[Dataset entries]
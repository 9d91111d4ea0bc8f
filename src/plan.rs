//! The fixed, ordered list of elevated commands that removes the monitor daemon.

use crate::common::{DAEMON_PATH, LOG_PATH, PACKAGE_ID, PLIST_PATH};
use enum_iterator::Sequence;
use serde::Serialize;
use std::fmt;

pub const LAUNCHCTL: &str = "/bin/launchctl";
pub const RM: &str = "/bin/rm";
pub const PKGUTIL: &str = "/usr/sbin/pkgutil";

/// What a step does. Declaration order is execution order: the service must be unloaded
/// before its descriptor disappears, and the receipt is only forgotten once the files are gone.
#[derive(Debug, Copy, Clone, PartialEq, Eq, Sequence, Serialize)]
pub enum StepKind {
    StopService,
    RemoveDescriptor,
    RemoveBinary,
    RemoveLog,
    ForgetPackage,
}

/// Groups steps into the stages shown to the user
#[derive(Debug, Copy, Clone, PartialEq, Eq, Serialize)]
pub enum Phase {
    StoppingService,
    RemovingFiles,
    RemovingReceipt,
}

impl StepKind {
    pub fn phase(self) -> Phase {
        match self {
            StepKind::StopService => Phase::StoppingService,
            StepKind::RemoveDescriptor | StepKind::RemoveBinary | StepKind::RemoveLog => {
                Phase::RemovingFiles
            }
            StepKind::ForgetPackage => Phase::RemovingReceipt,
        }
    }
}

impl Phase {
    pub fn message(self) -> &'static str {
        match self {
            Phase::StoppingService => "Stopping daemon...",
            Phase::RemovingFiles => "Removing files...",
            Phase::RemovingReceipt => "Removing package receipt...",
        }
    }
}

/// One elevated invocation
#[derive(Debug, Clone, PartialEq, Eq, Serialize)]
pub struct UninstallStep {
    kind: StepKind,
    executable: String,
    arguments: Vec<String>,
    description: String,
}

impl UninstallStep {
    pub fn kind(&self) -> StepKind {
        self.kind
    }

    pub fn executable(&self) -> &str {
        &self.executable
    }

    pub fn arguments(&self) -> &[String] {
        &self.arguments
    }

    pub fn description(&self) -> &str {
        &self.description
    }

    pub fn phase(&self) -> Phase {
        self.kind.phase()
    }
}

impl fmt::Display for UninstallStep {
    fn fmt(&self, f: &mut fmt::Formatter<'_>) -> fmt::Result {
        f.write_str(&self.description)
    }
}

#[derive(Debug, Clone, PartialEq, Eq, Serialize)]
pub struct UninstallPlan {
    daemon_path: String,
    plist_path: String,
    log_path: String,
    package_id: String,
    steps: Vec<UninstallStep>,
}

impl UninstallPlan {
    pub fn new(
        daemon_path: impl Into<String>,
        plist_path: impl Into<String>,
        log_path: impl Into<String>,
        package_id: impl Into<String>,
    ) -> Self {
        let mut plan = UninstallPlan {
            daemon_path: daemon_path.into(),
            plist_path: plist_path.into(),
            log_path: log_path.into(),
            package_id: package_id.into(),
            steps: vec![],
        };
        plan.steps = enum_iterator::all::<StepKind>()
            .map(|kind| plan.step(kind))
            .collect();
        plan
    }

    fn step(&self, kind: StepKind) -> UninstallStep {
        let (executable, arguments, description) = match kind {
            StepKind::StopService => (
                LAUNCHCTL,
                vec!["unload".to_owned(), self.plist_path.clone()],
                format!("Unload service {}", self.plist_path),
            ),
            StepKind::RemoveDescriptor => (
                RM,
                vec!["-f".to_owned(), self.plist_path.clone()],
                format!("Remove service descriptor {}", self.plist_path),
            ),
            StepKind::RemoveBinary => (
                RM,
                vec!["-f".to_owned(), self.daemon_path.clone()],
                format!("Remove daemon binary {}", self.daemon_path),
            ),
            StepKind::RemoveLog => (
                RM,
                vec!["-f".to_owned(), self.log_path.clone()],
                format!("Remove log file {}", self.log_path),
            ),
            StepKind::ForgetPackage => (
                PKGUTIL,
                vec!["--forget".to_owned(), self.package_id.clone()],
                format!("Forget package receipt {}", self.package_id),
            ),
        };
        UninstallStep {
            kind,
            executable: executable.to_owned(),
            arguments,
            description,
        }
    }

    pub fn steps(&self) -> &[UninstallStep] {
        &self.steps
    }

    pub fn len(&self) -> usize {
        self.steps.len()
    }

    pub fn is_empty(&self) -> bool {
        self.steps.is_empty()
    }

    pub fn daemon_path(&self) -> &str {
        &self.daemon_path
    }

    pub fn plist_path(&self) -> &str {
        &self.plist_path
    }

    pub fn log_path(&self) -> &str {
        &self.log_path
    }

    pub fn package_id(&self) -> &str {
        &self.package_id
    }

    /// Human readable list of everything the plan deletes, for confirmation screens
    pub fn removal_targets(&self) -> Vec<String> {
        vec![
            self.daemon_path.clone(),
            self.plist_path.clone(),
            self.log_path.clone(),
            format!("Package receipt ({})", self.package_id),
        ]
    }
}

impl Default for UninstallPlan {
    fn default() -> Self {
        UninstallPlan::new(DAEMON_PATH, PLIST_PATH, LOG_PATH, PACKAGE_ID)
    }
}
//! Walks an [`UninstallPlan`] one elevated step at a time.
//!
//! The first failing step ends the run. Nothing already removed is put back, which is safe
//! because every file removal ignores missing targets and the whole plan can simply be
//! run again.

use crate::common::SETTLE_DELAY_MS;
use crate::elevate::{CommandRunner, ElevationError};
use crate::plan::{Phase, StepKind, UninstallPlan, UninstallStep};
use crate::reporter::StatusReporter;
use human_repr::HumanDuration;
use std::thread;
use std::time::Duration;
use thiserror::Error;

pub const DEFAULT_SETTLE_DELAY: Duration = Duration::from_millis(SETTLE_DELAY_MS);

#[derive(Debug, Copy, Clone, PartialEq, Eq)]
pub enum SequenceState {
    Idle,
    /// Zero based index of the step being executed
    Running(usize),
    Succeeded,
    /// Zero based index of the step that failed
    Failed(usize),
}

/// A step whose elevated command did not succeed
#[derive(Debug, Error)]
#[error("Failed to execute: {}\n{}", .step.executable(), .source.diagnostic())]
pub struct StepFailure {
    /// One based position of the step within the plan
    pub number: usize,
    pub step: UninstallStep,
    #[source]
    pub source: ElevationError,
}

pub type StepOutcome = Result<(), StepFailure>;

#[derive(Debug)]
pub enum SequenceOutcome {
    Succeeded,
    Failed(StepFailure),
}

impl SequenceOutcome {
    pub fn is_success(&self) -> bool {
        matches!(self, SequenceOutcome::Succeeded)
    }

    pub fn failure(&self) -> Option<&StepFailure> {
        match self {
            SequenceOutcome::Succeeded => None,
            SequenceOutcome::Failed(failure) => Some(failure),
        }
    }

    pub fn into_result(self) -> StepOutcome {
        match self {
            SequenceOutcome::Succeeded => Ok(()),
            SequenceOutcome::Failed(failure) => Err(failure),
        }
    }
}

/// Drives a single uninstall run. Consumed by [`UninstallSequencer::run`], so a sequencer
/// can never be started twice.
pub struct UninstallSequencer<E, R> {
    plan: UninstallPlan,
    runner: E,
    reporter: R,
    settle_delay: Duration,
    state: SequenceState,
}

impl<E: CommandRunner, R: StatusReporter> UninstallSequencer<E, R> {
    pub fn new(plan: UninstallPlan, runner: E, reporter: R) -> Self {
        Self {
            plan,
            runner,
            reporter,
            settle_delay: DEFAULT_SETTLE_DELAY,
            state: SequenceState::Idle,
        }
    }

    /// How long to wait after the service is stopped before its files are removed
    pub fn with_settle_delay(mut self, settle_delay: Duration) -> Self {
        self.settle_delay = settle_delay;
        self
    }

    pub fn run(mut self) -> SequenceOutcome {
        log::info!("Starting uninstall of {} steps", self.plan.len());
        let outcome = match self.run_steps() {
            Ok(()) => {
                self.transition(SequenceState::Succeeded);
                SequenceOutcome::Succeeded
            }
            Err(failure) => {
                self.transition(SequenceState::Failed(failure.number - 1));
                SequenceOutcome::Failed(failure)
            }
        };
        self.reporter.report_outcome(&outcome);
        outcome
    }

    fn run_steps(&mut self) -> StepOutcome {
        let total = self.plan.len();
        let mut phase: Option<Phase> = None;
        for index in 0..total {
            self.transition(SequenceState::Running(index));
            let step = &self.plan.steps()[index];

            if phase != Some(step.phase()) {
                phase = Some(step.phase());
                self.reporter.report_progress(step.phase().message());
            }

            log::info!("Step {}/{}: {}", index + 1, total, step);
            if let Err(source) = self.runner.execute(step.executable(), step.arguments()) {
                log::error!("Step {}/{} failed: {}", index + 1, total, source);
                return Err(StepFailure {
                    number: index + 1,
                    step: step.clone(),
                    source,
                });
            }

            if step.kind() == StepKind::StopService && !self.settle_delay.is_zero() {
                // Best effort: the daemon usually exits well within this, but nothing checks it
                log::info!(
                    "Waiting {} for the service to exit",
                    self.settle_delay.human_duration()
                );
                thread::sleep(self.settle_delay);
            }
        }
        Ok(())
    }

    fn transition(&mut self, next: SequenceState) {
        log::debug!("Uninstall state {:?} -> {:?}", self.state, next);
        self.state = next;
    }
}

◆ WHAT YOU SHOULD DO:
Your answer should consist solely of the lines above from the line with "can simply be" to the line with "within the plan", both included, reproduced exactly.

◆ COMPLETED EXERCISE:
//! because every file removal ignores missing targets and the whole plan can simply be
//! run again.

use crate::common::SETTLE_DELAY_MS;
use crate::elevate::{CommandRunner, ElevationError};
use crate::plan::{Phase, StepKind, UninstallPlan, UninstallStep};
use crate::reporter::StatusReporter;
use human_repr::HumanDuration;
use std::thread;
use std::time::Duration;
use thiserror::Error;

pub const DEFAULT_SETTLE_DELAY: Duration = Duration::from_millis(SETTLE_DELAY_MS);

#[derive(Debug, Copy, Clone, PartialEq, Eq)]
pub enum SequenceState {
    Idle,
    /// Zero based index of the step being executed
    Running(usize),
    Succeeded,
    /// Zero based index of the step that failed
    Failed(usize),
}

/// A step whose elevated command did not succeed
#[derive(Debug, Error)]
#[error("Failed to execute: {}\n{}", .step.executable(), .source.diagnostic())]
pub struct StepFailure {
    /// One based position of the step within the plan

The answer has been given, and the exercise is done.